Work request: Scan the data below and report how many lines include the word "presentation". Nothing else is wanted.

Stored data:
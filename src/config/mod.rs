//! Configuration management
//!
//! This module handles loading and parsing configuration for vestnik.
//! Configuration can be loaded from:
//! - config.yml file
//! - Environment variables (override file settings)
//!
//! Missing optional values are filled with sensible defaults.

use serde::{Deserialize, Serialize};

/// Main configuration structure
#[derive(Debug, Clone, Default, Serialize, Deserialize)]
pub struct Config {
    /// Server configuration
    #[serde(default)]
    pub server: ServerConfig,
    /// Database configuration
    #[serde(default)]
    pub database: DatabaseConfig,
    /// Site presentation configuration
    #[serde(default)]
    pub site: SiteConfig,
    /// Comment moderation configuration
    #[serde(default)]
    pub moderation: ModerationConfig,
}

/// Server configuration
#[derive(Debug, Clone, Serialize, Deserialize)]
pub struct ServerConfig {
    /// Host address to bind to
    #[serde(default = "default_host")]
    pub host: String,
    /// Port to listen on
    #[serde(default = "default_port")]
    pub port: u16,
}

impl Default for ServerConfig {
    fn default() -> Self {
        Self {
            host: default_host(),
            port: default_port(),
        }
    }
}

fn default_host() -> String {
    "0.0.0.0".to_string()
}

fn default_port() -> u16 {
    8080
}

/// Database configuration
#[derive(Debug, Clone, Serialize, Deserialize)]
pub struct DatabaseConfig {
    /// Database driver (sqlite or mysql)
    #[serde(default)]
    pub driver: DatabaseDriver,
    /// Database connection URL
    #[serde(default = "default_database_url")]
    pub url: String,
}

impl Default for DatabaseConfig {
    fn default() -> Self {
        Self {
            driver: DatabaseDriver::default(),
            url: default_database_url(),
        }
    }
}

fn default_database_url() -> String {
    "data/vestnik.db".to_string()
}

/// Database driver type
#[derive(Debug, Clone, Copy, PartialEq, Eq, Serialize, Deserialize, Default)]
#[serde(rename_all = "lowercase")]
pub enum DatabaseDriver {
    /// SQLite (default)
    #[default]
    Sqlite,
    /// MySQL
    Mysql,
}

/// Site presentation configuration
#[derive(Debug, Clone, Serialize, Deserialize)]
pub struct SiteConfig {
    /// Site title shown in page headers
    #[serde(default = "default_site_title")]
    pub title: String,
    /// Number of news items on the home page
    #[serde(default = "default_news_per_page")]
    pub news_per_page: u32,
}

impl Default for SiteConfig {
    fn default() -> Self {
        Self {
            title: default_site_title(),
            news_per_page: default_news_per_page(),
        }
    }
}

fn default_site_title() -> String {
    "Вестник".to_string()
}

fn default_news_per_page() -> u32 {
    10
}

/// Comment moderation configuration
///
/// Comment text containing any of `forbidden_words` (matched as a
/// case-insensitive substring) is rejected with `warning` shown as a
/// field-level form error.
#[derive(Debug, Clone, Serialize, Deserialize)]
pub struct ModerationConfig {
    /// Forbidden substrings
    #[serde(default = "default_forbidden_words")]
    pub forbidden_words: Vec<String>,
    /// Warning message attached to the text field on rejection
    #[serde(default = "default_warning")]
    pub warning: String,
}

impl Default for ModerationConfig {
    fn default() -> Self {
        Self {
            forbidden_words: default_forbidden_words(),
            warning: default_warning(),
        }
    }
}

fn default_forbidden_words() -> Vec<String> {
    vec!["редиска".to_string(), "негодяй".to_string()]
}

fn default_warning() -> String {
    "Не ругайтесь!".to_string()
}

/// Error type for configuration parsing
#[derive(Debug, thiserror::Error)]
pub enum ConfigError {
    #[error("Failed to read config file '{path}': {source}")]
    FileRead {
        path: String,
        source: std::io::Error,
    },
    #[error("Failed to parse config file '{path}': {message}")]
    ParseError { path: String, message: String },
}

impl Config {
    /// Load configuration from file
    ///
    /// If the file doesn't exist or is empty, returns default
    /// configuration. If the file exists but is invalid YAML, returns
    /// an error with details.
    pub fn load(path: &std::path::Path) -> anyhow::Result<Self> {
        if !path.exists() {
            return Ok(Self::default());
        }

        let content = std::fs::read_to_string(path).map_err(|e| ConfigError::FileRead {
            path: path.display().to_string(),
            source: e,
        })?;

        if content.trim().is_empty() {
            return Ok(Self::default());
        }

        let config: Config =
            serde_yaml::from_str(&content).map_err(|e| ConfigError::ParseError {
                path: path.display().to_string(),
                message: e.to_string(),
            })?;

        Ok(config)
    }

    /// Load configuration from file with environment variable overrides
    ///
    /// Environment variables follow the pattern:
    /// - VESTNIK_SERVER_HOST
    /// - VESTNIK_SERVER_PORT
    /// - VESTNIK_DATABASE_DRIVER
    /// - VESTNIK_DATABASE_URL
    pub fn load_with_env(path: &std::path::Path) -> anyhow::Result<Self> {
        let mut config = Self::load(path)?;
        config.apply_env_overrides();
        Ok(config)
    }

    fn apply_env_overrides(&mut self) {
        if let Ok(host) = std::env::var("VESTNIK_SERVER_HOST") {
            self.server.host = host;
        }
        if let Ok(port) = std::env::var("VESTNIK_SERVER_PORT") {
            if let Ok(port) = port.parse() {
                self.server.port = port;
            }
        }
        if let Ok(driver) = std::env::var("VESTNIK_DATABASE_DRIVER") {
            match driver.to_lowercase().as_str() {
                "sqlite" => self.database.driver = DatabaseDriver::Sqlite,
                "mysql" => self.database.driver = DatabaseDriver::Mysql,
                other => tracing::warn!("Ignoring unknown database driver override: {}", other),
            }
        }
        if let Ok(url) = std::env::var("VESTNIK_DATABASE_URL") {
            self.database.url = url;
        }
    }
}
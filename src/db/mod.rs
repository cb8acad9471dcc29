//! Database layer
//!
//! This module provides database abstraction for vestnik. It supports:
//! - SQLite (default, for single-binary deployment)
//! - MySQL (for larger deployments)
//!
//! The database driver is selected based on configuration. A trait-based
//! abstraction (`DatabasePool`) lets repositories work with either
//! backend without knowing which one is active.

pub mod migrations;
pub mod pool;
pub mod repositories;

pub use pool::{
    create_pool, create_test_pool, DatabasePool, DynDatabasePool, MysqlDatabase, SqliteDatabase,
};
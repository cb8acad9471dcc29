//! News item model
//!
//! A news item is an article with a title, body text, and publication
//! date. Items are created by operators or fixtures; the public site
//! only reads them.

use chrono::{DateTime, Utc};
use serde::{Deserialize, Serialize};

/// News item entity
#[derive(Debug, Clone, Serialize, Deserialize)]
pub struct NewsItem {
    /// Unique identifier
    pub id: i64,
    /// Headline
    pub title: String,
    /// Body text (plain text, escaped at render time)
    pub text: String,
    /// Publication date, newest items appear first on the home page
    pub date: DateTime<Utc>,
}

/// Input for creating a news item
#[derive(Debug, Clone, Serialize, Deserialize)]
pub struct CreateNewsInput {
    pub title: String,
    pub text: String,
    /// Publication date; `None` means "now"
    pub date: Option<DateTime<Utc>>,
}

impl CreateNewsInput {
    pub fn new(title: impl Into<String>, text: impl Into<String>) -> Self {
        Self {
            title: title.into(),
            text: text.into(),
            date: None,
        }
    }

    /// Set an explicit publication date
    pub fn with_date(mut self, date: DateTime<Utc>) -> Self {
        self.date = Some(date);
        self
    }
}
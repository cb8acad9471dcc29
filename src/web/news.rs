//! News pages
//!
//! - GET  /           - home page, most recent news
//! - GET  /news/{id}  - news detail with comments and the comment form
//! - POST /news/{id}  - create a comment on the news item

use axum::{
    extract::{Path, State},
    response::{IntoResponse, Response},
    Extension, Form,
};
use serde::Deserialize;

use crate::models::{NewsItem, User};
use crate::web::error::PageError;
use crate::web::middleware::{login_url_with_next, AppState, AuthenticatedUser};
use crate::web::util::{base_context, comments_url, news_detail_url, redirect, render_page};

#[derive(Debug, Deserialize)]
pub struct CommentForm {
    pub text: String,
}

/// GET /
pub async fn home(
    State(state): State<AppState>,
    user: Option<Extension<AuthenticatedUser>>,
) -> Result<Response, PageError> {
    let news = state
        .news_service
        .recent(state.site.news_per_page)
        .await?;

    let mut context = base_context(&state, user.as_ref().map(|u| &u.0 .0));
    context.insert("news", &news);

    Ok(render_page(&state, "home.html", &context)?.into_response())
}

/// GET /news/{id}
pub async fn detail(
    State(state): State<AppState>,
    Path(news_id): Path<i64>,
    user: Option<Extension<AuthenticatedUser>>,
) -> Result<Response, PageError> {
    let news = state
        .news_service
        .get(news_id)
        .await?
        .ok_or(PageError::NotFound)?;

    render_detail(&state, &news, user.as_ref().map(|u| &u.0 .0), "", None).await
}

/// POST /news/{id}
///
/// Anonymous requests are redirected to the login page and nothing is
/// persisted. Text containing a forbidden word redisplays the page with
/// the configured warning on the form. On success the browser is sent
/// back to the comments section of the detail page.
pub async fn create_comment(
    State(state): State<AppState>,
    Path(news_id): Path<i64>,
    user: Option<Extension<AuthenticatedUser>>,
    Form(form): Form<CommentForm>,
) -> Result<Response, PageError> {
    let Some(Extension(AuthenticatedUser(user))) = user else {
        return Ok(redirect(&login_url_with_next(&news_detail_url(news_id))));
    };

    let news = state
        .news_service
        .get(news_id)
        .await?
        .ok_or(PageError::NotFound)?;

    let text = form.text;
    if text.trim().is_empty() {
        return render_detail(
            &state,
            &news,
            Some(&user),
            &text,
            Some("Comment text is required."),
        )
        .await;
    }

    if let Err(warning) = state.word_filter.validate(&text) {
        return render_detail(&state, &news, Some(&user), &text, Some(&warning)).await;
    }

    state.comment_service.create(news.id, &user, text).await?;

    Ok(redirect(&comments_url(news.id)))
}

/// Render the detail page, optionally with a form error
async fn render_detail(
    state: &AppState,
    news: &NewsItem,
    user: Option<&User>,
    form_text: &str,
    form_error: Option<&str>,
) -> Result<Response, PageError> {
    let comments = state.comment_service.list_for_news(news.id).await?;

    let mut context = base_context(state, user);
    context.insert("news", news);
    context.insert("comments", &comments);
    context.insert("form_text", form_text);
    context.insert("form_error", &form_error);

    Ok(render_page(state, "detail.html", &context)?.into_response())
}
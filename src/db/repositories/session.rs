//! Session repository
//!
//! Database operations for user sessions.
//!
//! This module provides:
//! - `SessionRepository` trait defining the interface for session data access
//! - `SqlxSessionRepository` implementing the trait for SQLite and MySQL

use crate::config::DatabaseDriver;
use crate::db::DynDatabasePool;
use crate::models::Session;
use anyhow::{Context, Result};
use async_trait::async_trait;
use chrono::Utc;
use sqlx::{MySqlPool, Row, SqlitePool};
use std::sync::Arc;

/// Session repository trait
#[async_trait]
pub trait SessionRepository: Send + Sync {
    /// Create a new session
    async fn create(&self, session: &Session) -> Result<Session>;

    /// Get session by ID (token)
    async fn get_by_id(&self, id: &str) -> Result<Option<Session>>;

    /// Delete a session
    async fn delete(&self, id: &str) -> Result<()>;

    /// Delete all sessions for a user
    async fn delete_by_user(&self, user_id: i64) -> Result<()>;

    /// Delete expired sessions
    async fn delete_expired(&self) -> Result<i64>;
}

/// SQLx-based session repository implementation
///
/// Supports both SQLite and MySQL databases.
pub struct SqlxSessionRepository {
    pool: DynDatabasePool,
}

impl SqlxSessionRepository {
    /// Create a new SQLx session repository
    pub fn new(pool: DynDatabasePool) -> Self {
        Self { pool }
    }

    /// Create a shared repository for use with dependency injection
    pub fn boxed(pool: DynDatabasePool) -> Arc<dyn SessionRepository> {
        Arc::new(Self::new(pool))
    }
}

#[async_trait]
impl SessionRepository for SqlxSessionRepository {
    async fn create(&self, session: &Session) -> Result<Session> {
        match self.pool.driver() {
            DatabaseDriver::Sqlite => {
                create_session_sqlite(self.pool.as_sqlite().unwrap(), session).await
            }
            DatabaseDriver::Mysql => {
                create_session_mysql(self.pool.as_mysql().unwrap(), session).await
            }
        }
    }

    async fn get_by_id(&self, id: &str) -> Result<Option<Session>> {
        match self.pool.driver() {
            DatabaseDriver::Sqlite => {
                get_session_by_id_sqlite(self.pool.as_sqlite().unwrap(), id).await
            }
            DatabaseDriver::Mysql => {
                get_session_by_id_mysql(self.pool.as_mysql().unwrap(), id).await
            }
        }
    }

    async fn delete(&self, id: &str) -> Result<()> {
        match self.pool.driver() {
            DatabaseDriver::Sqlite => {
                delete_session_sqlite(self.pool.as_sqlite().unwrap(), id).await
            }
            DatabaseDriver::Mysql => delete_session_mysql(self.pool.as_mysql().unwrap(), id).await,
        }
    }

    async fn delete_by_user(&self, user_id: i64) -> Result<()> {
        match self.pool.driver() {
            DatabaseDriver::Sqlite => {
                delete_sessions_by_user_sqlite(self.pool.as_sqlite().unwrap(), user_id).await
            }
            DatabaseDriver::Mysql => {
                delete_sessions_by_user_mysql(self.pool.as_mysql().unwrap(), user_id).await
            }
        }
    }

    async fn delete_expired(&self) -> Result<i64> {
        match self.pool.driver() {
            DatabaseDriver::Sqlite => {
                delete_expired_sessions_sqlite(self.pool.as_sqlite().unwrap()).await
            }
            DatabaseDriver::Mysql => {
                delete_expired_sessions_mysql(self.pool.as_mysql().unwrap()).await
            }
        }
    }
}

// ============================================================================
// SQLite implementations
// ============================================================================

async fn create_session_sqlite(pool: &SqlitePool, session: &Session) -> Result<Session> {
    sqlx::query(
        r#"
        INSERT INTO sessions (id, user_id, expires_at, created_at)
        VALUES (?, ?, ?, ?)
        "#,
    )
    .bind(&session.id)
    .bind(session.user_id)
    .bind(session.expires_at)
    .bind(session.created_at)
    .execute(pool)
    .await
    .context("Failed to create session")?;

    Ok(session.clone())
}

async fn get_session_by_id_sqlite(pool: &SqlitePool, id: &str) -> Result<Option<Session>> {
    let row = sqlx::query(
        r#"
        SELECT id, user_id, expires_at, created_at
        FROM sessions
        WHERE id = ?
        "#,
    )
    .bind(id)
    .fetch_optional(pool)
    .await
    .context("Failed to get session by ID")?;

    Ok(row.map(|row| Session {
        id: row.get("id"),
        user_id: row.get("user_id"),
        expires_at: row.get("expires_at"),
        created_at: row.get("created_at"),
    }))
}

async fn delete_session_sqlite(pool: &SqlitePool, id: &str) -> Result<()> {
    sqlx::query("DELETE FROM sessions WHERE id = ?")
        .bind(id)
        .execute(pool)
        .await
        .context("Failed to delete session")?;

    Ok(())
}

async fn delete_sessions_by_user_sqlite(pool: &SqlitePool, user_id: i64) -> Result<()> {
    sqlx::query("DELETE FROM sessions WHERE user_id = ?")
        .bind(user_id)
        .execute(pool)
        .await
        .context("Failed to delete sessions by user")?;

    Ok(())
}

async fn delete_expired_sessions_sqlite(pool: &SqlitePool) -> Result<i64> {
    let now = Utc::now();
    let result = sqlx::query("DELETE FROM sessions WHERE expires_at < ?")
        .bind(now)
        .execute(pool)
        .await
        .context("Failed to delete expired sessions")?;

    Ok(result.rows_affected() as i64)
}

// ============================================================================
// MySQL implementations
// ============================================================================

async fn create_session_mysql(pool: &MySqlPool, session: &Session) -> Result<Session> {
    sqlx::query(
        r#"
        INSERT INTO sessions (id, user_id, expires_at, created_at)
        VALUES (?, ?, ?, ?)
        "#,
    )
    .bind(&session.id)
    .bind(session.user_id)
    .bind(session.expires_at)
    .bind(session.created_at)
    .execute(pool)
    .await
    .context("Failed to create session")?;

    Ok(session.clone())
}

async fn get_session_by_id_mysql(pool: &MySqlPool, id: &str) -> Result<Option<Session>> {
    let row = sqlx::query(
        r#"
        SELECT id, user_id, expires_at, created_at
        FROM sessions
        WHERE id = ?
        "#,
    )
    .bind(id)
    .fetch_optional(pool)
    .await
    .context("Failed to get session by ID")?;

    Ok(row.map(|row| Session {
        id: row.get("id"),
        user_id: row.get("user_id"),
        expires_at: row.get("expires_at"),
        created_at: row.get("created_at"),
    }))
}

async fn delete_session_mysql(pool: &MySqlPool, id: &str) -> Result<()> {
    sqlx::query("DELETE FROM sessions WHERE id = ?")
        .bind(id)
        .execute(pool)
        .await
        .context("Failed to delete session")?;

    Ok(())
}

async fn delete_sessions_by_user_mysql(pool: &MySqlPool, user_id: i64) -> Result<()> {
    sqlx::query("DELETE FROM sessions WHERE user_id = ?")
        .bind(user_id)
        .execute(pool)
        .await
        .context("Failed to delete sessions by user")?;

    Ok(())
}

async fn delete_expired_sessions_mysql(pool: &MySqlPool) -> Result<i64> {
    let now = Utc::now();
    let result = sqlx::query("DELETE FROM sessions WHERE expires_at < ?")
        .bind(now)
        .execute(pool)
        .await
        .context("Failed to delete expired sessions")?;

    Ok(result.rows_affected() as i64)
}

Output for this task: 2